- **What is needed**: Every line holding the string "panic" should be copied out of the listing.

- **Records for processing**:
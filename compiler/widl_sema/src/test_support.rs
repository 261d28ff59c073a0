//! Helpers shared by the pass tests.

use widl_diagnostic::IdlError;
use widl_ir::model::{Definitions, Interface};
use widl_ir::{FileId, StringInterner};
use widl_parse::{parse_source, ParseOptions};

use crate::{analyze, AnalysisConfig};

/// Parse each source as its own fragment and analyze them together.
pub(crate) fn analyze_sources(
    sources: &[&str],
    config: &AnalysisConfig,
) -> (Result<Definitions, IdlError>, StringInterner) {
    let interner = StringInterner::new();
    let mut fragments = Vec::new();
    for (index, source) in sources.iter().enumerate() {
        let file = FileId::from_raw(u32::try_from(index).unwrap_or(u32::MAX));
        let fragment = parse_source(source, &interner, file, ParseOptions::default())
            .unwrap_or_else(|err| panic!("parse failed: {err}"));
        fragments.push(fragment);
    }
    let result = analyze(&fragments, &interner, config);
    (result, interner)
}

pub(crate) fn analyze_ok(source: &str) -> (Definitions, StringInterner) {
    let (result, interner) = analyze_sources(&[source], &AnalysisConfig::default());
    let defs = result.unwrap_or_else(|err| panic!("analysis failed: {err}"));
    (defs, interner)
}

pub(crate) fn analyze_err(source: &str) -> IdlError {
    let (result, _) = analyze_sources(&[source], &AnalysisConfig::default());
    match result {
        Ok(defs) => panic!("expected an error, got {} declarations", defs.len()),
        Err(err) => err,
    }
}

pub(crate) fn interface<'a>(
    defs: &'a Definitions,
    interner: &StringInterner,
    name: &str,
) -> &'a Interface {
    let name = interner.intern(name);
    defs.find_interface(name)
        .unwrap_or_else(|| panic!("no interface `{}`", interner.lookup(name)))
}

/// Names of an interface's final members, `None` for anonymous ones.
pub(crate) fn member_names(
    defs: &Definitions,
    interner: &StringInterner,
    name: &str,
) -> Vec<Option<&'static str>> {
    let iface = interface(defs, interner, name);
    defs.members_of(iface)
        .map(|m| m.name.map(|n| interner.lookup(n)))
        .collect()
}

- **Task response**:
            .unwrap_or_else(|err| panic!("parse failed: {err}"));
    let defs = result.unwrap_or_else(|err| panic!("analysis failed: {err}"));
        Ok(defs) => panic!("expected an error, got {} declarations", defs.len()),
        .unwrap_or_else(|| panic!("no interface `{}`", interner.lookup(name)))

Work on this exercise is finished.